Effettivamente, essendo una industry che ruota attorno all’immagine, è quasi normale che la moda sia così tanto legata al mondo dei social media: così come per vendere i propri vestiti i brand devono costruire una presenza mediatica che si estende in ogni ramificazione digital (TikTok, YouTube, X o i cinesi WeChat e Weibo), anche chi vuole vendere il proprio lavoro deve farsi riconoscere su almeno un paio delle piattaforme più famose. Con l’unica differenza che un brand solitamente conta sui social media manager, un libero professionista può solo contare su stesso: oltre alle quaranta ore settimanali di lavoro “regolare” (che spesso, come sappiamo, nella moda sono molte di più) si aggiungono quindi quelle impiegate per postare, per editare, per pensare a contenuti originali e per restare aggiornati sui trend. Vogue Business dice che Instagram è il nuovo curriculum, ma curare il proprio account è un lavoro a tempo pieno che non finisce una volta conquistata una nuova posizione professionale.
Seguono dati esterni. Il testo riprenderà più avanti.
//! Preprocessing utilities for preparing images for density inference.
//!
//! The helpers in this module decode uploads, resize images to the model's
//! fixed input resolution, and apply the ImageNet channel normalization the
//! model was trained with.

use std::borrow::Cow;

use anyhow::Result;
use image::{DynamicImage, GenericImageView, RgbImage, imageops::FilterType};
use tract_onnx::prelude::Tensor;

use csrnet_utils::config::{InputDimensions, ResizeQuality};
use csrnet_utils::telemetry::timing_guard;
use csrnet_utils::{resize_image, rgb_to_normalized_chw};

/// Per-channel means the model was trained with (RGB order).
///
/// These are the published ImageNet statistics; they are a fixed contract
/// between preprocessing and the model, never configurable at runtime.
pub const CHANNEL_MEAN: [f32; 3] = [0.485, 0.456, 0.406];
/// Per-channel standard deviations matching [`CHANNEL_MEAN`].
pub const CHANNEL_STD: [f32; 3] = [0.229, 0.224, 0.225];

/// Desired input resolution for the density model.
#[derive(Debug, Clone, Copy, PartialEq, Eq)]
pub struct InputSize {
    /// The width of the input tensor.
    pub width: u32,
    /// The height of the input tensor.
    pub height: u32,
}

impl InputSize {
    /// Creates a new `InputSize`.
    pub const fn new(width: u32, height: u32) -> Self {
        Self { width, height }
    }
}

impl Default for InputSize {
    fn default() -> Self {
        Self {
            width: 1024,
            height: 768,
        }
    }
}

/// Configuration for preprocessing an image before inference.
#[derive(Debug, Clone, Default)]
pub struct PreprocessConfig {
    /// The target input size for the model.
    pub input_size: InputSize,
    /// Resize filter preference controlling the quality vs speed trade-off.
    pub resize_quality: ResizeQuality,
}

impl PreprocessConfig {
    fn resize_filter(&self) -> FilterType {
        match self.resize_quality {
            ResizeQuality::Quality => FilterType::Triangle,
            ResizeQuality::Speed => FilterType::Nearest,
        }
    }
}

impl From<InputDimensions> for InputSize {
    fn from(dimensions: InputDimensions) -> Self {
        InputSize::new(dimensions.width, dimensions.height)
    }
}

impl From<InputDimensions> for PreprocessConfig {
    fn from(dimensions: InputDimensions) -> Self {
        PreprocessConfig {
            input_size: InputSize::new(dimensions.width, dimensions.height),
            resize_quality: dimensions.resize_quality,
        }
    }
}

impl From<&InputDimensions> for PreprocessConfig {
    fn from(dimensions: &InputDimensions) -> Self {
        (*dimensions).into()
    }
}

/// Output of preprocessing: the tensor plus the source dimensions it was
/// derived from.
#[derive(Debug)]
pub struct PreprocessOutput {
    /// The normalized image tensor in `[1, 3, H, W]` RGB layout, ready for
    /// inference.
    pub tensor: Tensor,
    /// The original dimensions of the input image.
    pub original_size: (u32, u32),
}

/// Decode upload bytes into a pixel grid.
///
/// This is distinct from MIME validation: a file can carry an accepted MIME
/// type and still be malformed, in which case the decoder error is returned
/// for the caller to surface as a user-facing message.
pub fn decode_upload(bytes: &[u8]) -> Result<DynamicImage, image::ImageError> {
    image::load_from_memory(bytes)
}

/// Abstraction over preprocessing backends, primarily a seam for tests and
/// benchmarks.
pub trait Preprocessor: Send + Sync + std::fmt::Debug {
    /// Convert the provided dynamic image into a model-ready tensor.
    fn preprocess(
        &self,
        image: &DynamicImage,
        config: &PreprocessConfig,
    ) -> Result<PreprocessOutput>;
}

/// Default CPU implementation backed by `image` + ndarray utilities.
#[derive(Debug, Default, Clone, Copy)]
pub struct CpuPreprocessor;

impl Preprocessor for CpuPreprocessor {
    fn preprocess(
        &self,
        image: &DynamicImage,
        config: &PreprocessConfig,
    ) -> Result<PreprocessOutput> {
        cpu_preprocess(image, config)
    }
}

/// Preprocess an in-memory image with the default CPU backend.
pub fn preprocess_dynamic_image(
    image: &DynamicImage,
    config: &PreprocessConfig,
) -> Result<PreprocessOutput> {
    let cpu = CpuPreprocessor;
    cpu.preprocess(image, config)
}

fn cpu_preprocess(image: &DynamicImage, config: &PreprocessConfig) -> Result<PreprocessOutput> {
    let _guard = timing_guard("csrnet_core::preprocess", log::Level::Trace);
    let input_w = config.input_size.width;
    let input_h = config.input_size.height;
    anyhow::ensure!(
        input_w > 0 && input_h > 0,
        "input dimensions must be greater than zero"
    );

    let (orig_w, orig_h) = image.dimensions();
    anyhow::ensure!(
        orig_w > 0 && orig_h > 0,
        "source image dimensions must be greater than zero"
    );

    let resized_rgb: Cow<'_, RgbImage> = if orig_w == input_w && orig_h == input_h {
        match image.as_rgb8() {
            Some(rgb) => Cow::Borrowed(rgb),
            None => Cow::Owned(image.to_rgb8()),
        }
    } else {
        Cow::Owned(resize_image(
            image,
            input_w,
            input_h,
            config.resize_filter(),
        ))
    };
    let chw = rgb_to_normalized_chw(&resized_rgb, CHANNEL_MEAN, CHANNEL_STD);

    let shape = [1usize, 3, input_h as usize, input_w as usize];
    let (data, offset) = chw.into_raw_vec_and_offset();
    debug_assert_eq!(offset, Some(0), "expected contiguous array");
    let tensor = Tensor::from_shape(&shape, &data)
        .map_err(|e| anyhow::anyhow!("failed to build tensor: {e}"))?;

    Ok(PreprocessOutput {
        tensor,
        original_size: (orig_w, orig_h),
    })
}
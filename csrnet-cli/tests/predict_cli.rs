use std::error::Error;
use std::fs;

use assert_cmd::Command;
use image::{GenericImageView, ImageBuffer, Rgb};
use serde_json::Value;
use tempfile::tempdir;

fn write_test_scene(path: &std::path::Path) -> Result<(), Box<dyn Error>> {
    let img = ImageBuffer::from_fn(32, 24, |x, y| {
        let r = ((x + y) % 255) as u8;
        Rgb([r, 128, 255u8.saturating_sub(r)])
    });
    img.save(path)?;
    Ok(())
}

#[test]
fn predict_single_image_produces_json_output() -> Result<(), Box<dyn Error>> {
    let work_dir = tempdir()?;
    let image_path = work_dir.path().join("scene.png");
    let json_path = work_dir.path().join("out.json");
    write_test_scene(&image_path)?;

    // No model artifact: the pipeline must degrade to the stub and still
    // complete.
    Command::cargo_bin("csrnet")?
        .arg("--input")
        .arg(&image_path)
        .arg("--model")
        .arg(work_dir.path().join("absent.onnx"))
        .arg("--width")
        .arg("64")
        .arg("--height")
        .arg("48")
        .arg("--json")
        .arg(&json_path)
        .assert()
        .success();

    let records: Value = serde_json::from_str(&fs::read_to_string(&json_path)?)?;
    let records = records.as_array().expect("array of records");
    assert_eq!(records.len(), 1);

    let record = &records[0];
    assert!(record["count"].as_f64().expect("count") > 0.0);
    assert!(record["rounded_count"].as_u64().is_some());
    assert_eq!(record["fallback"], Value::Bool(true));
    Ok(())
}

#[test]
fn predict_writes_heatmap_at_source_resolution() -> Result<(), Box<dyn Error>> {
    let work_dir = tempdir()?;
    let image_path = work_dir.path().join("scene.png");
    let heatmap_dir = work_dir.path().join("overlays");
    write_test_scene(&image_path)?;

    Command::cargo_bin("csrnet")?
        .arg("--input")
        .arg(&image_path)
        .arg("--model")
        .arg(work_dir.path().join("absent.onnx"))
        .arg("--width")
        .arg("64")
        .arg("--height")
        .arg("48")
        .arg("--json")
        .arg(work_dir.path().join("out.json"))
        .arg("--heatmaps")
        .arg(&heatmap_dir)
        .assert()
        .success();

    let overlay = image::open(heatmap_dir.join("scene_heatmap.png"))?;
    assert_eq!(overlay.dimensions(), (32, 24));
    Ok(())
}

#[test]
fn directory_without_images_fails_with_message() -> Result<(), Box<dyn Error>> {
    let work_dir = tempdir()?;
    fs::write(work_dir.path().join("notes.txt"), "not an image")?;

    Command::cargo_bin("csrnet")?
        .arg("--input")
        .arg(work_dir.path())
        .assert()
        .failure();
    Ok(())
}

#[test]
fn emit_base64_includes_transport_encoding() -> Result<(), Box<dyn Error>> {
    let work_dir = tempdir()?;
    let image_path = work_dir.path().join("scene.png");
    let json_path = work_dir.path().join("out.json");
    write_test_scene(&image_path)?;

    Command::cargo_bin("csrnet")?
        .arg("--input")
        .arg(&image_path)
        .arg("--model")
        .arg(work_dir.path().join("absent.onnx"))
        .arg("--width")
        .arg("64")
        .arg("--height")
        .arg("48")
        .arg("--emit-base64")
        .arg("--json")
        .arg(&json_path)
        .assert()
        .success();

    let records: Value = serde_json::from_str(&fs::read_to_string(&json_path)?)?;
    let record = &records.as_array().expect("records")[0];
    let heatmap_b64 = record["heatmap_base64"].as_str().expect("heatmap base64");
    assert!(!heatmap_b64.is_empty());
    assert!(heatmap_b64.is_ascii());
    assert!(record["source_base64"].as_str().is_some());
    Ok(())
}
Oltre a provocare alti di livelli di stress, fare della propria identità un PowerPoint, dedicare infinite ore alla curatela del proprio account nella speranza di conquistare il lavoro dei sogni esprime infine un grande paradosso. Perché per “sfondare” su una piattaforma come TikTok occorre essere originali, però spesso l’unico modo per entrare nella ruota dell’algoritmo è copiare quello che fanno gli altri; è questo il meccanismo che dà vita ai trend, un fenomeno che premia o morde in maniera quasi casuale. L’industria della moda resta in piedi grazie al concetto di novità, di eccezionalità, perciò la velocità con cui una homepage può sputare fuori idee calza a pennello con le richieste del settore; se però le persone che lavorano al suo interno cedono alla tentazione di seguire i trend social per avere qualche follower in più, si finisce per dire le stesse cose che dicono gli altri. E così il mito della moda innovativa crolla. Agli inizi di carriera è giusto seguire le regole, ascoltare colleghi più maturi o esperti, ma occorre sempre tenere a mente che a volte andare contro corrente è più difficile ma più redditizio. Che per rompere gli schemi, a volte, bisogna abbandonare gli schermi.